■ GIVEN RECORDS

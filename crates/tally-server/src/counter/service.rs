use std::sync::Arc;

use futures_util::future::join_all;
use tokio::task::JoinHandle;

use tally_core::calendar::{Calendar, RetentionWindow};
use tally_core::clock::{iso_timestamp, Clock};
use tally_core::codec::{encode_counter, parse_counter};
use tally_core::error::Result;
use tally_core::keys::{LAST_UPDATED, TOTAL_VISITS};
use tally_core::stats::VisitStats;

use crate::store::KvStore;

/// Outcome of one retention sweep.
#[derive(Debug, Clone, Copy, Default, PartialEq, Eq)]
pub struct CleanupReport {
    pub attempted: usize,
    pub failed: usize,
}

/// Reads and updates visit counters.
///
/// `record_visit` is a plain read-modify-write across three keys with no
/// coordination: two concurrent visits can read the same value and one
/// increment is lost. Counts are approximate.
pub struct CounterService {
    store: Arc<dyn KvStore>,
    clock: Arc<dyn Clock>,
    calendar: Calendar,
    retention: RetentionWindow,
}

impl CounterService {
    pub fn new(
        store: Arc<dyn KvStore>,
        clock: Arc<dyn Clock>,
        calendar: Calendar,
        retention: RetentionWindow,
    ) -> Self {
        Self {
            store,
            clock,
            calendar,
            retention,
        }
    }

    /// Current totals. `last_updated` is the time of the read, not a stored stamp.
    pub async fn stats(&self) -> Result<VisitStats> {
        let now = self.clock.now();
        let daily_key = self.calendar.today_key(now);

        let (total, daily) = tokio::try_join!(
            self.store.get(TOTAL_VISITS),
            self.store.get(&daily_key)
        )?;

        Ok(VisitStats {
            total_visits: parse_counter(total.as_deref()),
            daily_visits: parse_counter(daily.as_deref()),
            last_updated: iso_timestamp(now),
        })
    }

    /// Count one visit against the total and today's bucket.
    pub async fn record_visit(&self) -> Result<VisitStats> {
        let now = self.clock.now();
        let daily_key = self.calendar.today_key(now);

        let (total, daily) = tokio::try_join!(
            self.store.get(TOTAL_VISITS),
            self.store.get(&daily_key)
        )?;

        let total = parse_counter(total.as_deref()).saturating_add(1);
        let daily = parse_counter(daily.as_deref()).saturating_add(1);
        let stamp = iso_timestamp(now);

        tokio::try_join!(
            self.store.put(TOTAL_VISITS, encode_counter(total)),
            self.store.put(&daily_key, encode_counter(daily)),
            self.store.put(LAST_UPDATED, stamp.clone())
        )?;

        tracing::debug!(total, daily, bucket = %daily_key, "visit recorded");

        Ok(VisitStats {
            total_visits: total,
            daily_visits: daily,
            last_updated: stamp,
        })
    }

    /// Zero the all-time total and today's bucket.
    pub async fn reset(&self) -> Result<()> {
        let daily_key = self.calendar.today_key(self.clock.now());

        tokio::try_join!(
            self.store.put(TOTAL_VISITS, encode_counter(0)),
            self.store.put(&daily_key, encode_counter(0))
        )?;

        tracing::warn!(bucket = %daily_key, "visit counters reset");
        Ok(())
    }

    /// Delete the day buckets inside the retention window.
    ///
    /// Never fails: each failed delete is logged and counted in the report.
    pub async fn cleanup_old_daily_buckets(&self) -> CleanupReport {
        let keys = self.calendar.retention_keys(self.clock.now(), self.retention);
        let results = join_all(keys.iter().map(|k| self.store.delete(k))).await;

        let mut report = CleanupReport {
            attempted: keys.len(),
            failed: 0,
        };
        for (key, res) in keys.iter().zip(results) {
            if let Err(e) = res {
                report.failed += 1;
                tracing::warn!(key = %key, error = %e, "retention delete failed");
            }
        }

        tracing::debug!(
            attempted = report.attempted,
            failed = report.failed,
            "retention cleanup finished"
        );
        report
    }

    /// Run cleanup on a detached task.
    ///
    /// The task outlives the caller; dropping the handle does not cancel it.
    pub fn spawn_cleanup(self: &Arc<Self>) -> JoinHandle<CleanupReport> {
        let svc = Arc::clone(self);
        tokio::spawn(async move { svc.cleanup_old_daily_buckets().await })
    }
}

■ WORK INSTRUCTION
What you return should be exactly the lines above, starting at the one with "let daily = parse_counter(daily.as_deref()).saturating_add(1);" and ending at the one with "self.store.put(LAST_UPDATED, stamp.clone())", and nothing else.

■ EXERCISE OUTPUT
        let daily = parse_counter(daily.as_deref()).saturating_add(1);
        let stamp = iso_timestamp(now);

        tokio::try_join!(
            self.store.put(TOTAL_VISITS, encode_counter(total)),
            self.store.put(&daily_key, encode_counter(daily)),
            self.store.put(LAST_UPDATED, stamp.clone())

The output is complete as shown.